Then, for reasons I still don’t quite understand, it became cool to hate them. Suddenly, admitting that you enjoyed your music was akin to admitting that you did shots of paint thinner to win a five-dollar bet. It got to the point when even “The Simpsonsmade a joke about them in an episode.

The same thing happened to Nickelback in the 2000s. They went through an early period of intense success. Their fourth album, “The Long Road,” sold over five million copies. That’s success that most artists only ever dream of. I even admit I have that album and I love it. Their song, “Feelin’ Way Too Damn Good,” is on my workout playlist.

Then, for reasons that I’d rather not speculate on, it became cool to hate them too.
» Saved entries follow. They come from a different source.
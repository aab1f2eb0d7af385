//! Thinking/response splitting for streamed model output
//!
//! Models emit private reasoning wrapped in `<think>` tags, interleaved with
//! the user-visible response. The splitter always operates on the entire
//! accumulated buffer for the turn, never a delta: tag boundaries can span
//! chunk boundaries, and re-running over a longer buffer must never move
//! either output backward.

/// Opening tag of a thinking segment
const THINK_OPEN: &str = "<think>";
/// Closing tag of a thinking segment
const THINK_CLOSE: &str = "</think>";

/// Result of splitting accumulated output into thinking and response
#[derive(Debug, Clone, Default, PartialEq, Eq)]
pub struct ThinkingSplit {
    /// Inner text of all thinking segments, blank-line separated
    pub thinking: String,
    /// User-visible response text, trimmed
    pub response: String,
    /// Whether an unterminated thinking segment is still streaming
    pub thinking_open: bool,
}

/// Split raw accumulated model output into thinking and response parts.
///
/// Well-formed `<think>...</think>` segments are removed from the response
/// and their inner text concatenated into `thinking`. A trailing unterminated
/// `<think>` marks the rest of the buffer as still-streaming thinking.
/// Pure and idempotent for a given buffer.
pub fn split_thinking(raw: &str) -> ThinkingSplit {
    if raw.is_empty() {
        return ThinkingSplit::default();
    }

    let mut thinking_parts: Vec<&str> = Vec::new();
    let mut response = String::new();
    let mut thinking_open = false;
    let mut rest = raw;

    while let Some(start) = rest.find(THINK_OPEN) {
        response.push_str(&rest[..start]);
        let inner = &rest[start + THINK_OPEN.len()..];
        match inner.find(THINK_CLOSE) {
            Some(end) => {
                let segment = inner[..end].trim();
                if !segment.is_empty() {
                    thinking_parts.push(segment);
                }
                rest = &inner[end + THINK_CLOSE.len()..];
            }
            None => {
                // Unterminated tag: the rest is still-streaming thinking. A
                // trailing fragment of the close tag is withheld until the
                // next chunk resolves it, so re-splitting a longer buffer
                // never shrinks the output.
                let segment = withhold_partial_tag(inner, THINK_CLOSE).trim();
                if !segment.is_empty() {
                    thinking_parts.push(segment);
                }
                thinking_open = true;
                rest = "";
            }
        }
    }
    response.push_str(withhold_partial_tag(rest, THINK_OPEN));

    ThinkingSplit {
        thinking: thinking_parts.join("\n\n"),
        response: response.trim().to_string(),
        thinking_open,
    }
}

/// Strip the longest suffix of `s` that is an incomplete prefix of `tag`.
///
/// A tag split across a chunk boundary must not leak into the output of the
/// shorter buffer.
fn withhold_partial_tag<'a>(s: &'a str, tag: &str) -> &'a str {
    let max = tag.len().saturating_sub(1).min(s.len());
    for len in (1..=max).rev() {
        if s.ends_with(&tag[..len]) {
            return &s[..s.len() - len];
        }
    }
    s
}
While that hasn’t stopped them from selling over 50 million albums and becoming one of the most successful acts of a decade, it’s still trendy to despise them as everything wrong with music. It doesn’t seem to matter how successful they are. For some strange, esoteric reason, they embody everything wrong with the world.
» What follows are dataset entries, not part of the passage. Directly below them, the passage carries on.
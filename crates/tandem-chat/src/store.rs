//! Conversation list and selection
//!
//! The store owns the conversation list and is the only caller of the turn
//! orchestrator. Input validation happens here, before any state mutation;
//! the single in-flight-turn-per-conversation invariant is enforced by the
//! active-turn table.

use std::collections::HashMap;
use std::sync::Arc;
use tokio::sync::RwLock;
use tracing::{debug, info};

use tandem_core::{Error, Result};
use tandem_llm::LlmClient;
use tandem_tools::ToolConnections;

use crate::cancel::AbortHandle;
use crate::conversation::{Conversation, SharedConversation};
use crate::orchestrator::{ChatConfig, TurnOrchestrator, TurnOutcome};
use crate::persistence::ConversationsApi;

/// Out-of-band title update pushed by the backend
#[derive(Debug, Clone)]
pub struct TitleUpdate {
    pub session_id: String,
    pub title: String,
}

/// Holds the conversation list and routes messages into the orchestrator
pub struct ChatStore {
    conversations: RwLock<Vec<SharedConversation>>,
    selected: RwLock<Option<String>>,
    active_turns: RwLock<HashMap<String, AbortHandle>>,
    api: Arc<dyn ConversationsApi>,
    orchestrator: TurnOrchestrator,
    config: RwLock<ChatConfig>,
}

impl ChatStore {
    pub fn new(
        llm: Arc<dyn LlmClient>,
        connections: Arc<dyn ToolConnections>,
        api: Arc<dyn ConversationsApi>,
        config: ChatConfig,
    ) -> Self {
        Self {
            conversations: RwLock::new(Vec::new()),
            selected: RwLock::new(None),
            active_turns: RwLock::new(HashMap::new()),
            api,
            orchestrator: TurnOrchestrator::new(llm, connections),
            config: RwLock::new(config),
        }
    }

    /// Load durable records and reconcile them into the in-memory model
    pub async fn init(&self) -> Result<()> {
        let records = self.api.list().await?;
        let mut conversations = self.conversations.write().await;
        conversations.clear();
        for record in records {
            conversations.push(Arc::new(RwLock::new(Conversation::from_record(record))));
        }
        info!(count = conversations.len(), "loaded conversations");
        Ok(())
    }

    /// Create a new conversation and select it
    pub async fn create_conversation(&self) -> Result<SharedConversation> {
        let record = self.api.create().await?;
        let session_id = record.session_id.clone();
        let conversation = Arc::new(RwLock::new(Conversation::from_record(record)));

        self.conversations
            .write()
            .await
            .insert(0, conversation.clone());
        *self.selected.write().await = Some(session_id.clone());
        debug!(session_id = %session_id, "created conversation");
        Ok(conversation)
    }

    /// Select a conversation by session id
    pub async fn select(&self, session_id: &str) -> Result<()> {
        if self.get(session_id).await.is_none() {
            return Err(Error::not_found(format!("conversation {session_id}")));
        }
        *self.selected.write().await = Some(session_id.to_string());
        Ok(())
    }

    /// The currently selected conversation
    pub async fn selected(&self) -> Option<SharedConversation> {
        let session_id = self.selected.read().await.clone()?;
        self.get(&session_id).await
    }

    /// Look up a conversation by session id
    pub async fn get(&self, session_id: &str) -> Option<SharedConversation> {
        let conversations = self.conversations.read().await;
        for conversation in conversations.iter() {
            if conversation.read().await.session_id == session_id {
                return Some(conversation.clone());
            }
        }
        None
    }

    /// All conversations, newest first
    pub async fn conversations(&self) -> Vec<SharedConversation> {
        self.conversations.read().await.clone()
    }

    /// Delete a conversation; removal is terminal
    pub async fn delete(&self, session_id: &str) -> Result<()> {
        let conversation = self
            .get(session_id)
            .await
            .ok_or_else(|| Error::not_found(format!("conversation {session_id}")))?;

        // Stop any in-flight turn before the conversation goes away
        if let Some(handle) = self.active_turns.write().await.remove(session_id) {
            handle.cancel();
        }

        if let Some(id) = conversation.read().await.id {
            self.api.delete(id).await?;
        }

        let mut conversations = self.conversations.write().await;
        let mut index = None;
        for (i, candidate) in conversations.iter().enumerate() {
            if candidate.read().await.session_id == session_id {
                index = Some(i);
                break;
            }
        }
        if let Some(i) = index {
            conversations.remove(i);
        }
        drop(conversations);

        let mut selected = self.selected.write().await;
        if selected.as_deref() == Some(session_id) {
            *selected = None;
        }
        info!(session_id = %session_id, "deleted conversation");
        Ok(())
    }

    /// Rename a conversation, persisting the new title
    pub async fn rename(&self, session_id: &str, title: Option<String>) -> Result<()> {
        let conversation = self
            .get(session_id)
            .await
            .ok_or_else(|| Error::not_found(format!("conversation {session_id}")))?;

        let id = conversation.read().await.id;
        if let Some(id) = id {
            self.api.rename(id, title.clone()).await?;
        }
        conversation.write().await.title = title;
        Ok(())
    }

    /// Patch a title from an out-of-band backend notification.
    ///
    /// Idempotent: re-applying the same update is a no-op.
    pub async fn apply_title_update(&self, update: TitleUpdate) {
        if let Some(conversation) = self.get(&update.session_id).await {
            let mut conversation = conversation.write().await;
            if conversation.title.as_deref() == Some(update.title.as_str()) {
                return;
            }
            debug!(session_id = %update.session_id, title = %update.title, "title updated");
            conversation.title = Some(update.title);
        }
    }

    /// Replace the chat configuration
    pub async fn set_config(&self, config: ChatConfig) {
        *self.config.write().await = config;
    }

    pub async fn config(&self) -> ChatConfig {
        self.config.read().await.clone()
    }

    /// Send a message on the selected conversation, creating one if needed.
    ///
    /// Validation failures reject the send before any turn is created.
    pub async fn send_message(
        &self,
        text: &str,
        selected_tools: Vec<String>,
    ) -> Result<TurnOutcome> {
        let text = text.trim();
        if text.is_empty() {
            return Err(Error::EmptyMessage);
        }
        let config = self.config.read().await.clone();
        if config.model.trim().is_empty() {
            return Err(Error::NoModelSelected);
        }

        let conversation = match self.selected().await {
            Some(conversation) => conversation,
            None => self.create_conversation().await?,
        };
        let session_id = conversation.read().await.session_id.clone();

        // One in-flight turn per conversation; the handle is fresh per turn
        let handle = {
            let mut active = self.active_turns.write().await;
            if active.contains_key(&session_id) {
                return Err(Error::TurnInFlight(session_id));
            }
            let handle = AbortHandle::new();
            active.insert(session_id.clone(), handle.clone());
            handle
        };

        let outcome = self
            .orchestrator
            .run(
                conversation,
                text.to_string(),
                selected_tools,
                &config,
                handle,
            )
            .await;

        // The handle is discarded, never reused
        self.active_turns.write().await.remove(&session_id);
        Ok(outcome)
    }

    /// Cancel the selected conversation's in-flight turn, if any
    pub async fn cancel(&self) -> bool {
        let Some(session_id) = self.selected.read().await.clone() else {
            return false;
        };
        self.cancel_session(&session_id).await
    }

    /// Cancel a specific conversation's in-flight turn, if any
    pub async fn cancel_session(&self, session_id: &str) -> bool {
        let active = self.active_turns.read().await;
        match active.get(session_id) {
            Some(handle) => {
                info!(session_id = %session_id, "cancelling turn");
                handle.cancel();
                true
            }
            None => false,
        }
    }
}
If I would write that with more sarcasm, I would. However, this piece isn’t about Hootie and the Blowfish or Nickelback. I reference them because they’ve already gone through what’s happening to “The Big Bang Theory” seems to be enduring right now. They’ve risen to the top, defying the odds to achieve a level of success that most can only dream of. Then, it becomes cool to hate them for any number of reasons.

Now, I know I’ve criticized “The Big Bang Theory” before. I’ve cited it as the show that contains one of the worst romances in all of fiction. I don’t deny that it’s brand of humor and reliance on nerdy, socially inept men can be dry at times. That said, I do consider myself a fan of the show.
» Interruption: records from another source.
//! Model capability lookup
//!
//! Function-calling support is a property of the model family, not something
//! the runtime reports, so this is a maintained lookup table. The orchestrator
//! only consumes the boolean to decide whether to attach tool schemas.

/// Model families on the local runtime known to support function calling.
///
/// Matched against the model name with its tag stripped (`qwen3:8b` → `qwen3`).
const TOOL_CAPABLE_FAMILIES: &[&str] = &[
    "command-r",
    "command-r-plus",
    "devstral",
    "firefunction-v2",
    "granite3-dense",
    "granite3.1-dense",
    "hermes3",
    "llama3.1",
    "llama3.2",
    "llama3.3",
    "llama4",
    "mistral",
    "mistral-large",
    "mistral-nemo",
    "mistral-small",
    "mixtral",
    "nemotron",
    "qwen2.5",
    "qwen2.5-coder",
    "qwen3",
    "qwq",
    "smollm2",
];

/// Whether the given model supports function calling.
pub fn supports_tools(model: &str) -> bool {
    let base = model
        .split(':')
        .next()
        .unwrap_or(model)
        .trim()
        .to_ascii_lowercase();
    TOOL_CAPABLE_FAMILIES.iter().any(|family| base == *family)
}
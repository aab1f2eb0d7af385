//! Tool execution against live server connections
//!
//! Failures never reach the caller as errors: every outcome, including a
//! malformed composite name or a missing connection, is folded into the
//! returned [`ToolCall`] record.

use chrono::Utc;
use serde_json::Value;
use std::sync::Arc;
use std::time::Instant;
use tracing::{info, warn};

use tandem_core::{ToolCall, ToolCallRequest};

use crate::connections::ToolConnections;
use crate::schema::decode_tool_name;

/// Executes model-requested tool calls, one at a time
pub struct ToolExecutor {
    connections: Arc<dyn ToolConnections>,
}

impl ToolExecutor {
    pub fn new(connections: Arc<dyn ToolConnections>) -> Self {
        Self { connections }
    }

    /// Execute one tool call and settle it into a terminal record.
    pub async fn execute(&self, request: &ToolCallRequest) -> ToolCall {
        let started_at = Utc::now();
        let start = Instant::now();

        let (server, tool) = match decode_tool_name(&request.name) {
            Ok(parts) => parts,
            Err(e) => {
                warn!(name = %request.name, "malformed tool name");
                return ToolCall::failed(
                    request.id.clone(),
                    String::new(),
                    request.name.clone(),
                    request.arguments.clone(),
                    e.to_string(),
                    started_at,
                );
            }
        };

        if !self.connections.has_server(server).await {
            return ToolCall::failed(
                request.id.clone(),
                server,
                tool,
                request.arguments.clone(),
                format!("No connection to server {server}"),
                started_at,
            );
        }

        info!(server = %server, tool = %tool, "executing tool");

        match self
            .connections
            .call_tool(server, tool, request.arguments.clone())
            .await
        {
            Ok(value) => {
                let result = normalize_result(value);
                info!(
                    server = %server,
                    tool = %tool,
                    duration_ms = start.elapsed().as_millis() as u64,
                    "tool completed"
                );
                ToolCall::completed(
                    request.id.clone(),
                    server,
                    tool,
                    request.arguments.clone(),
                    result,
                    started_at,
                )
            }
            Err(e) => {
                warn!(
                    server = %server,
                    tool = %tool,
                    duration_ms = start.elapsed().as_millis() as u64,
                    error = %e,
                    "tool failed"
                );
                ToolCall::failed(
                    request.id.clone(),
                    server,
                    tool,
                    request.arguments.clone(),
                    e.to_string(),
                    started_at,
                )
            }
        }
    }
}

/// Normalize a tool's return value to text: strings pass through, everything
/// else is serialized as JSON.
fn normalize_result(value: Value) -> String {
    match value {
        Value::String(s) => s,
        other => other.to_string(),
    }
}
I watch it regularly. I even laugh at it. It has flaws, but I think the things it does well do plenty to overshadow those flaws. Sheldon is eccentric, but funny. Amy is quirky, but endearing. Howard, while creepy in the early seasons, has really grown up in all the right ways over the years. I would even go so far as to say that the show is worth watching just for Raj Koothrappali.

It’s not the best show on television, but like Nickelback and Hootie and the Blowfish, there’s no denying its success. It’s been syndicated and regularly ranks as one of the highest rated prime-time shows. Then, somewhere along the way, it became cool to hate the show as much as Nickelback.

You don’t have to look far to find articles of people whining about the show. Even Cracked, a site I often reference, once wrote a scathing article that flat out insulted anyone who dared enjoy the show. This is a direct quote.

Who are you people? The people watching The Big Bang Theory, I mean. Show yourselves. The world demands explanation. I mean that, too. In every way, shape, and form, this is the Justin Bieber of television shows.

I know the internet is full of this kind of trolling, but we’re not talking about snuff films and public crucifixion here. It’s a goddamn TV sitcom. It tries to be funny and entertaining. It doesn’t always work for everyone, but it still works for some. Are those people, which I guess includes me, somehow damaged just for liking this show?

I could probably ask the same of those who enjoy music from Nickelback and Hootie and the Blowfish. I could even offer a partial answer if I only use the basis of personal taste. That is, after all, what the consumption of all media is, be it music, movies, or TV. You tend to consume what you like. It’s that simple.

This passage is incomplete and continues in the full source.